Earlier this year, we wrote about the Fleet benchmark tool and we made a few discoveries that were very instructive, especially concerning resource consumption and its impact on deployments’ performances.

To come up with some limits and a set of best practices to run the operators safely, I deployed Fleet on a four node RKE2 cluster on AWS.
Our focus is on scaling the number of clusters, so all tests will use up to 50 bundles. A Fleet ‘bundle’ represents deployable content, e.g. a single folder from the Git repository. While perhaps not representative of typical Fleet usage, deploying all bundles to all clusters simultaneously offers an excellent stress test.

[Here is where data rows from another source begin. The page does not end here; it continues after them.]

//! Column settings persisted through the directory-backed store.

use ntest::timeout;
use std::fs;
use std::sync::Arc;
use tempfile::tempdir;

use column_settings_core::{
    signature_of, CacheStatus, ColumnDescriptor, FileStore, FileStoreConfig, FixedSide,
    KeyValueStore, ReconcilerConfig, TableSettings,
};

fn columns() -> Vec<ColumnDescriptor> {
    vec![
        ColumnDescriptor::default().column_type("selection"),
        ColumnDescriptor::with_prop("id").label("ID"),
        ColumnDescriptor::with_prop("customer").label("Customer"),
        ColumnDescriptor::with_prop("total").label("Total"),
        ColumnDescriptor::with_id("ops").column_type("action"),
    ]
}

fn file_store(dir: &std::path::Path) -> Arc<FileStore> {
    Arc::new(FileStore::new(&FileStoreConfig {
        root_dir: dir.to_path_buf(),
        ..Default::default()
    }))
}

#[timeout(2000)]
#[test]
fn test_customizations_survive_reopen() {
    let temp_dir = tempdir().unwrap();
    let store = file_store(temp_dir.path());

    let mut table = TableSettings::new(store.clone(), ReconcilerConfig::default(), "orders");
    table.set_columns(columns());
    table.set_shown("total", false);
    table.set_fixed("customer", FixedSide::Left);
    table.save(|_| {});

    let path = store.path_for("orders").unwrap();
    assert!(path.exists());
    let contents = fs::read_to_string(&path).unwrap();
    assert!(contents.contains("\"version\""));
    assert!(contents.contains("\"customer\""));

    // Reopen with a fresh store instance on the same directory
    let mut reopened = TableSettings::new(
        file_store(temp_dir.path()),
        ReconcilerConfig::default(),
        "orders",
    );
    reopened.set_columns(columns());

    assert_eq!(reopened.settings(), table.settings());
    let customer = reopened
        .settings()
        .iter()
        .find(|s| s.id == "customer")
        .unwrap();
    assert_eq!(customer.fixed, Some(FixedSide::Left));
    assert_eq!(customer.order, 1);
}

#[timeout(2000)]
#[test]
fn test_corrupt_file_is_removed_on_rebuild() {
    let temp_dir = tempdir().unwrap();
    let store = file_store(temp_dir.path());
    store.set("orders", "]]] garbage").unwrap();
    let path = store.path_for("orders").unwrap();
    assert!(path.exists());

    let mut table = TableSettings::new(store.clone(), ReconcilerConfig::default(), "orders");
    table.set_columns(columns());

    assert!(!path.exists());
    let defaults = table
        .reconciler()
        .rebuild(&columns(), "orders", false);
    assert_eq!(table.settings(), defaults.as_slice());
}

#[timeout(2000)]
#[test]
fn test_stale_file_is_preserved() {
    let temp_dir = tempdir().unwrap();
    let store = file_store(temp_dir.path());
    store
        .set(
            "orders",
            r#"{"version":"stale","order":[],"columns":{"id":{"show":false}}}"#,
        )
        .unwrap();

    let mut table = TableSettings::new(store.clone(), ReconcilerConfig::default(), "orders");
    table.set_columns(columns());

    assert!(store.path_for("orders").unwrap().exists());
    assert!(table.settings().iter().all(|s| s.show));
    assert_eq!(
        table.reconciler().cache().inspect("orders", &signature_of(&columns())),
        CacheStatus::Stale {
            found: "stale".to_string()
        }
    );
}

#[timeout(2000)]
#[test]
fn test_reset_deletes_file() {
    let temp_dir = tempdir().unwrap();
    let store = file_store(temp_dir.path());

    let mut table = TableSettings::new(store.clone(), ReconcilerConfig::default(), "orders");
    table.set_columns(columns());
    table.set_all_shown(false);
    table.save(|visible| assert!(visible.is_empty()));
    assert!(store.path_for("orders").unwrap().exists());

    table.reset();
    assert!(!store.path_for("orders").unwrap().exists());
    assert!(table.settings().iter().all(|s| s.show));
}

#[timeout(2000)]
#[test]
fn test_keys_with_separators_stay_inside_root() {
    let temp_dir = tempdir().unwrap();
    let store = file_store(temp_dir.path());

    store.set("../escape/orders", "{}").unwrap();
    let path = store.path_for("../escape/orders").unwrap();
    assert_eq!(path.parent().unwrap(), temp_dir.path());
    assert_eq!(store.get("../escape/orders").unwrap().as_deref(), Some("{}"));
}
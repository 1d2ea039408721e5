//! Storage and cache record error types.

use thiserror::Error;

/// Errors raised by a [`KeyValueStore`](crate::store::KeyValueStore) backend.
///
/// These never escape the reconciliation API; `CacheStore` logs and absorbs
/// them.
#[derive(Error, Debug, Clone, PartialEq, Eq)]
pub enum StoreError {
    /// Storage is disabled, sandboxed or otherwise unreachable
    #[error("Storage unavailable: {0}")]
    Unavailable(String),

    /// Write would exceed the store's capacity
    #[error("Quota exceeded writing '{key}': requested {requested} bytes, limit {limit} bytes")]
    QuotaExceeded {
        key: String,
        requested: usize,
        limit: usize,
    },

    /// Backing medium has no space left
    #[error("Storage full: {0}")]
    StorageFull(String),

    /// Key cannot be mapped onto the backing medium
    #[error("Invalid key '{0}'")]
    InvalidKey(String),

    /// I/O error in the backing medium
    #[error("I/O error: {0}")]
    Io(String),

    /// Transient I/O error that may succeed on retry
    #[error("Transient I/O error: {0}")]
    TransientIo(String),
}

/// Structural validation failures of a persisted cache record.
#[derive(Error, Debug, Clone, PartialEq, Eq)]
pub enum RecordError {
    /// Stored bytes are not valid UTF-8 JSON
    #[error("Record is not valid JSON: {0}")]
    NotJson(String),

    /// Top-level value is not an object
    #[error("Record is not a JSON object")]
    NotAnObject,

    /// `version` missing or not a string
    #[error("Record version is missing or not a string")]
    InvalidVersion,

    /// `order` missing or not an array of strings
    #[error("Record order is missing or not an array of strings")]
    InvalidOrder,

    /// `columns` missing or not an object
    #[error("Record columns is missing or not an object")]
    InvalidColumns,

    /// Column entry is not an object or lacks a boolean `show`
    #[error("Column '{id}' has no boolean show flag")]
    InvalidShow { id: String },

    /// Column entry carries a non-boolean `pinned`
    #[error("Column '{id}' has a non-boolean pinned flag")]
    InvalidPinned { id: String },

    /// Column entry carries a `fixed` other than "left" or "right"
    #[error("Column '{id}' has an invalid fixed side")]
    InvalidFixed { id: String },
}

The scaling experiments did not cover polling large numbers of Git repositories, large bundles with huge manifests or lots of resources. It did not cover the latency and agility aspects of resource updates  and all the other possible dimensions of scaling. Instead, I focused on deploying workloads from Git to a large fleet of clusters.       

The experiments tested Fleet in “standalone” mode, without a Rancher manager to eliminate noise while testing. Furthermore, I aimed to exceed the 500 clusters covered in Rancher’s official documentation.

Fleet deployments at scale

Fleet deployments at scale

The requirements say that to deploy 50 applications to 500 clusters, one needs 16vCPU and 64GB of RAM. However, I wanted to use an identical setup for all experiments. So, I chose the c5d.12xlarge instance type. With 48 vCPUs and 96 GB of RAM, that instance type is larger than the requirement. The Fleet controllers ran on a dedicated RKE2 agent node. The other three nodes of my RKE2 setup ran etcd and the k8s API server.

Setting up the downstream clusters was the most complicated part of the test setup. Finally, I was able to create and register 500 virtual k3k clusters in 35 minutes. The 500 virtual clusters ran in a separate cluster, on six r6gd.8xlarge agent nodes. Each node ran about 330 pods. This number of pods is not officially supported, but the virtual clusters only ran the Fleet agent.

Running such small, virtual downstream clusters made the test environment easier to set up. However, a key limitation of sharing a node across multiple virtual clusters is the restricted complexity of deployable bundles. Should one virtual cluster over-utilize resources, it risks destabilizing several other clusters on the same node Especially with so many pods per cluster and little head room. Using bigger, preferably real, downstream clusters would have made the experiment too costly and the setup more complicated. The experiments used a bundle that contains a single config map only. This works nicely, as I did not intend to measure downstream’s deployment speed, but how well the Fleet control-plane can produce inputs for the agents.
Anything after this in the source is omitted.